─── Material provided ───

//! Per-regime strategies: entry detection plus each strategy's own
//! stop-loss/take-profit plan. A strategy never sees portfolio state — only
//! the current and confirmation indicator snapshots and the triggering
//! candle.

pub mod boll_reversion;
pub mod macd_trend;
pub mod volume_breakout;

pub use boll_reversion::BollReversion;
pub use macd_trend::MacdTrend;
pub use volume_breakout::VolumeBreakout;

use crate::domain::candle::Candle;
use crate::domain::order::OrderSide;
use crate::domain::signal::StrategyTag;
use crate::indicators::IndicatorSnapshot;

use super::regime::Regime;

pub struct EntryContext<'a> {
    pub primary: &'a IndicatorSnapshot,
    pub confirm: &'a IndicatorSnapshot,
    pub prev_primary: Option<&'a IndicatorSnapshot>,
    pub candle: &'a Candle,
}

#[derive(Debug, Clone, Copy)]
pub struct EntryCandidate {
    pub side: OrderSide,
    pub suggested_price: f64,
}

/// A take-profit rule. `Tiered` and `Fixed` are static price targets decided
/// at entry; `BandOrRsi` is re-evaluated against the live snapshot each bar.
#[derive(Debug, Clone)]
pub enum TakeProfitPlan {
    /// `(price, portion of the original position)`, ascending by price.
    Tiered(Vec<(f64, f64)>),
    Fixed(f64),
    BandOrRsi { rsi_threshold: f64 },
}

#[derive(Debug, Clone)]
pub struct StopPlan {
    pub stop_loss: f64,
    pub take_profit: TakeProfitPlan,
}

pub trait Strategy {
    fn tag(&self) -> StrategyTag;
    fn home_regime(&self) -> Regime;
    fn entry(&self, ctx: &EntryContext) -> Option<EntryCandidate>;
    fn stop_plan(&self, entry_price: f64, atr: Option<f64>) -> StopPlan;
}

/// Candle-pattern helpers shared by strategies that key off reversal shape.
pub(super) fn is_hammer(candle: &Candle) -> bool {
    let body = (candle.close - candle.open).abs();
    let range = candle.range();
    if range <= 0.0 {
        return false;
    }
    let lower_shadow = candle.open.min(candle.close) - candle.low;
    let upper_shadow = candle.high - candle.open.max(candle.close);
    body > 0.0 && lower_shadow >= 2.0 * body && upper_shadow <= 0.1 * range
}

pub(super) fn is_doji(candle: &Candle) -> bool {
    let body = (candle.close - candle.open).abs();
    let range = candle.range();
    range > 0.0 && body <= 0.1 * range
}
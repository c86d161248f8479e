//! Incremental volume ratio: `volume_t / SMA(volume, 20)`.
//!
//! Undefined (reported as `0.0`) until the 20-bar window fills.

use std::collections::VecDeque;

#[derive(Debug, Clone)]
pub struct VolumeRatio {
    period: usize,
    window: VecDeque<f64>,
    sum: f64,
}

impl VolumeRatio {
    pub fn new(period: usize) -> Self {
        assert!(period >= 1, "volume ratio period must be >= 1");
        Self {
            period,
            window: VecDeque::with_capacity(period),
            sum: 0.0,
        }
    }

    pub fn standard() -> Self {
        Self::new(20)
    }

    /// Returns the ratio for this bar (`0.0` while the window is still filling).
    pub fn update(&mut self, volume: u64) -> f64 {
        let volume = volume as f64;
        self.window.push_back(volume);
        self.sum += volume;
        if self.window.len() > self.period {
            self.sum -= self.window.pop_front().unwrap();
        }
        if self.window.len() < self.period {
            return 0.0;
        }
        let mean = self.sum / self.period as f64;
        if mean > 0.0 {
            volume / mean
        } else {
            0.0
        }
    }

    pub fn value(&self) -> Option<f64> {
        if self.window.len() < self.period {
            None
        } else {
            let mean = self.sum / self.period as f64;
            self.window.back().map(|&v| if mean > 0.0 { v / mean } else { 0.0 })
        }
    }
}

───

[About this task]
Copy word for word the stretch of entries above from the line that has "price targets decided" through the line that has "fn home_regime(&self) -> Regime;", both ends included, and nothing outside it.

[Response below]
/// A take-profit rule. `Tiered` and `Fixed` are static price targets decided
/// at entry; `BandOrRsi` is re-evaluated against the live snapshot each bar.
#[derive(Debug, Clone)]
pub enum TakeProfitPlan {
    /// `(price, portion of the original position)`, ascending by price.
    Tiered(Vec<(f64, f64)>),
    Fixed(f64),
    BandOrRsi { rsi_threshold: f64 },
}

#[derive(Debug, Clone)]
pub struct StopPlan {
    pub stop_loss: f64,
    pub take_profit: TakeProfitPlan,
}

pub trait Strategy {
    fn tag(&self) -> StrategyTag;
    fn home_regime(&self) -> Regime;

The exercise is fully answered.